We did aim to bucket people into high, middle, and low performers. We did aim to create an absolute ranking. In fact, we aimed to create an absolute ranking across multiple teams. There were no quotas.
The value of this exercise came afterwards: we then discussed and debated why we felt these rankings made sense. Naturally, this raised lots of different discussion topics. Here are some samples.
Are we on the same page?
Sally and Susan are both strong performers. Sally’s really good at seeing the big picture. She helps coordinate team members well and ensures that we’re making progress towards shipping our feature. Susan’s really strong when it comes to individual work. She focuses a lot on details and puts out high quality work.
The conversation starter: why did we rank Sally higher?
There are lots of possible answers here. Maybe there’s something we value more in what Sally does. Maybe there isn’t, and she shouldn’t be ranked higher. Maybe Sally and Susan were ranked by different people and they’re miscalibrated.
The conversation is around better understanding what we find to be important, and ensuring that we agree.

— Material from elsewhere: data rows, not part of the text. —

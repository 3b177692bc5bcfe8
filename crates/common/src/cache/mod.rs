//! Redis cache integration
//!
//! Provides:
//! - Connection management
//! - Generic get/set operations with TTL
//! - Current-session storage, one key per platform

use crate::errors::{AppError, Result};
use redis::{aio::MultiplexedConnection, AsyncCommands, Client};
use serde::{de::DeserializeOwned, Serialize};
use tokio::sync::RwLock;
use tracing::debug;

/// Redis cache configuration
#[derive(Debug, Clone)]
pub struct CacheConfig {
    /// Redis URL (redis://host:port)
    pub url: String,
    /// Key prefix for namespacing
    pub key_prefix: String,
}

impl Default for CacheConfig {
    fn default() -> Self {
        Self {
            url: "redis://localhost:6379".to_string(),
            key_prefix: "pulsegrid".to_string(),
        }
    }
}

impl From<&crate::config::RedisConfig> for CacheConfig {
    fn from(config: &crate::config::RedisConfig) -> Self {
        Self {
            url: config.url.clone(),
            key_prefix: config.key_prefix.clone(),
        }
    }
}

/// Redis cache client
pub struct Cache {
    connection: RwLock<MultiplexedConnection>,
    config: CacheConfig,
}

impl Cache {
    /// Create a new cache client
    pub async fn new(config: CacheConfig) -> Result<Self> {
        let client = Client::open(config.url.as_str()).map_err(|e| AppError::CacheError {
            message: format!("Failed to create Redis client: {}", e),
        })?;

        let connection = client
            .get_multiplexed_async_connection()
            .await
            .map_err(|e| AppError::CacheError {
                message: format!("Failed to connect to Redis: {}", e),
            })?;

        Ok(Self {
            connection: RwLock::new(connection),
            config,
        })
    }

    /// Build a prefixed key
    fn key(&self, key: &str) -> String {
        format!("{}:{}", self.config.key_prefix, key)
    }

    /// Get a value from cache
    pub async fn get<T: DeserializeOwned>(&self, key: &str) -> Result<Option<T>> {
        let full_key = self.key(key);
        let mut conn = self.connection.write().await;

        let value: Option<String> =
            conn.get(&full_key)
                .await
                .map_err(|e| AppError::CacheError {
                    message: format!("Failed to get key '{}': {}", full_key, e),
                })?;

        match value {
            Some(json) => {
                let parsed = serde_json::from_str(&json).map_err(|e| AppError::CacheError {
                    message: format!("Failed to parse cached value: {}", e),
                })?;
                debug!(key = %full_key, "Cache hit");
                Ok(Some(parsed))
            }
            None => {
                debug!(key = %full_key, "Cache miss");
                Ok(None)
            }
        }
    }

    /// Set a value in cache with a TTL
    pub async fn set_with_ttl<T: Serialize>(
        &self,
        key: &str,
        value: &T,
        ttl_secs: u64,
    ) -> Result<()> {
        let full_key = self.key(key);
        let json = serde_json::to_string(value).map_err(|e| AppError::CacheError {
            message: format!("Failed to serialize value: {}", e),
        })?;

        let mut conn = self.connection.write().await;
        conn.set_ex::<_, _, ()>(&full_key, &json, ttl_secs)
            .await
            .map_err(|e| AppError::CacheError {
                message: format!("Failed to set key '{}': {}", full_key, e),
            })?;

        debug!(key = %full_key, ttl_secs, "Cache set");
        Ok(())
    }

    /// Delete a key from cache
    pub async fn delete(&self, key: &str) -> Result<bool> {
        let full_key = self.key(key);
        let mut conn = self.connection.write().await;

        let deleted: i32 = conn
            .del(&full_key)
            .await
            .map_err(|e| AppError::CacheError {
                message: format!("Failed to delete key '{}': {}", full_key, e),
            })?;

        debug!(key = %full_key, deleted = deleted > 0, "Cache delete");
        Ok(deleted > 0)
    }

    /// Check if a key exists
    pub async fn exists(&self, key: &str) -> Result<bool> {
        let full_key = self.key(key);
        let mut conn = self.connection.write().await;

        let exists: bool = conn
            .exists(&full_key)
            .await
            .map_err(|e| AppError::CacheError {
                message: format!("Failed to check key '{}': {}", full_key, e),
            })?;

        Ok(exists)
    }

    /// Ping Redis to check connectivity
    pub async fn ping(&self) -> Result<()> {
        let mut conn = self.connection.write().await;
        redis::cmd("PING")
            .query_async::<String>(&mut *conn)
            .await
            .map_err(|e| AppError::CacheError {
                message: format!("Redis ping failed: {}", e),
            })?;
        Ok(())
    }
}

/// Cache key builder helpers
pub mod keys {
    /// Key holding the serialized current session for a platform
    pub fn session(platform: &str) -> String {
        format!("session:{}", platform)
    }
}

#[cfg(test)]
mod tests {
    use super::*;

    #[test]
    fn test_session_key_builder() {
        assert_eq!(keys::session("instagram"), "session:instagram");
        assert_eq!(keys::session("tiktok"), "session:tiktok");
    }

    #[test]
    fn test_config_from_redis_section() {
        let redis = crate::config::RedisConfig {
            url: "redis://cache:6379".into(),
            key_prefix: "pg-test".into(),
        };
        let config = CacheConfig::from(&redis);
        assert_eq!(config.url, "redis://cache:6379");
        assert_eq!(config.key_prefix, "pg-test");
    }
}
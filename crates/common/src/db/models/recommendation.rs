//! Recommendation entity
//!
//! Produced by analysis workers elsewhere; the bridge only reads pending
//! rows to answer `request` commands.

use sea_orm::entity::prelude::*;
use serde::{Deserialize, Serialize};

#[derive(Clone, Debug, PartialEq, Eq, DeriveEntityModel, Serialize, Deserialize)]
#[sea_orm(table_name = "recommendations")]
pub struct Model {
    #[sea_orm(primary_key, auto_increment = false)]
    pub id: Uuid,

    #[sea_orm(column_type = "Text")]
    pub title: String,

    /// pending | approved | rejected
    #[sea_orm(column_type = "Text")]
    pub status: String,

    #[sea_orm(column_type = "JsonBinary")]
    pub payload: Json,

    pub created_at: DateTimeWithTimeZone,
}

#[derive(Copy, Clone, Debug, EnumIter, DeriveRelation)]
pub enum Relation {}

impl ActiveModelBehavior for ActiveModel {}
//! Process health endpoint
//!
//! Reports connected-client count, uptime, and resident memory for
//! operational monitoring. Prometheus metrics live on their own port.

use crate::AppState;
use axum::{extract::State, Json};
use serde::Serialize;

#[derive(Serialize)]
pub struct HealthResponse {
    pub status: String,
    pub clients: usize,
    pub uptime_secs: u64,
    #[serde(skip_serializing_if = "Option::is_none")]
    pub memory_bytes: Option<u64>,
}

/// Liveness + operational snapshot
pub async fn health(State(state): State<AppState>) -> Json<HealthResponse> {
    Json(HealthResponse {
        status: "healthy".to_string(),
        clients: state.registry.count(),
        uptime_secs: state.started_at.elapsed().as_secs(),
        memory_bytes: resident_memory_bytes(),
    })
}

/// Resident set size from procfs; absent on non-Linux hosts.
#[cfg(target_os = "linux")]
fn resident_memory_bytes() -> Option<u64> {
    let statm = std::fs::read_to_string("/proc/self/statm").ok()?;
    let resident_pages: u64 = statm.split_whitespace().nth(1)?.parse().ok()?;
    Some(resident_pages * 4096)
}

#[cfg(not(target_os = "linux"))]
fn resident_memory_bytes() -> Option<u64> {
    None
}
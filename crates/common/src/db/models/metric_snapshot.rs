//! Aggregated metric snapshot entity
//!
//! One row per metrics-calculation pass; the newest row is what the
//! dashboard asks for.

use sea_orm::entity::prelude::*;
use serde::{Deserialize, Serialize};

#[derive(Clone, Debug, PartialEq, Eq, DeriveEntityModel, Serialize, Deserialize)]
#[sea_orm(table_name = "metric_snapshots")]
pub struct Model {
    #[sea_orm(primary_key, auto_increment = false)]
    pub id: Uuid,

    pub captured_at: DateTimeWithTimeZone,

    #[sea_orm(column_type = "JsonBinary")]
    pub payload: Json,
}

#[derive(Copy, Clone, Debug, EnumIter, DeriveRelation)]
pub enum Relation {}

impl ActiveModelBehavior for ActiveModel {}
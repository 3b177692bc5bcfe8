//! PulseGrid session lifecycle
//!
//! Issues, caches, rotates, and invalidates per-platform automation
//! sessions. The durable store is the source of truth; a two-tier cache
//! (in-process map + Redis) sits in front of it as a rebuildable
//! accelerator. Rotation is time-based: one timer per active platform
//! forces a fresh session every interval, and a separate sweep retires
//! rows whose expiry has passed.

pub mod cache;
pub mod identity;
pub mod manager;
pub mod rotation;
pub mod store;

pub use cache::{FastCache, MemoryCache, SessionCache};
pub use manager::SessionManager;
pub use store::{MemoryStore, SessionStore};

Sometimes we don’t agree. Sometimes we realize that we value certain qualities as equally important, even though the qualities themselves are very different. Sometimes we need to dig further and come up with more data points about the people we’re trying to compare.
Is the ranking consistent?
When you try to evaluate people into a single dimension, you’re going to see some odd results. We ranked Larry as a stronger performer and Luke as a medium performer. Larry’s only been here for 2 months but he’s doing amazingly well, whereas Luke’s been here for 1.5 years and is doing about average. Do we actually believe Larry is better?
Again, lots of possible answers. For us, this usually meant there was some dimension that we were (or weren’t) factoring in.
For example, maybe we actually think Luke is closer to getting a promotion despite believing that Larry is a stronger performer. Luke performs more solidly and has much more experience with our product and our practices. Larry performs amazing work, but is lacking this exposure.
There are at least two unspoken dimensions here. One is with our evaluation: we discarded experience when we were doing our stack ranking, but we included it when we changed the evaluation criteria.
Another is what we are evaluating for. Perhaps we believe Luke is overall better today, but we evaluated Larry more favorably because we were subconsciously looking for growth velocity.
Does the result make sense?
Occasionally, when we step back, our distribution seems weird. For example, we might have a higher than expected number of strong performers. Does this result make sense?
Again, there are lots of possible answers. Perhaps our bar has dropped or we’re miscalibrated. Perhaps they’re actually all strong performers and we happen to have an unusual case. Perhaps this is a bottleneck and so we end up with strong performers but they aren’t getting promoted.
This topic is slightly different, as it is about determining where the organization should be calibrated, not about where specifically someone is on the ranking.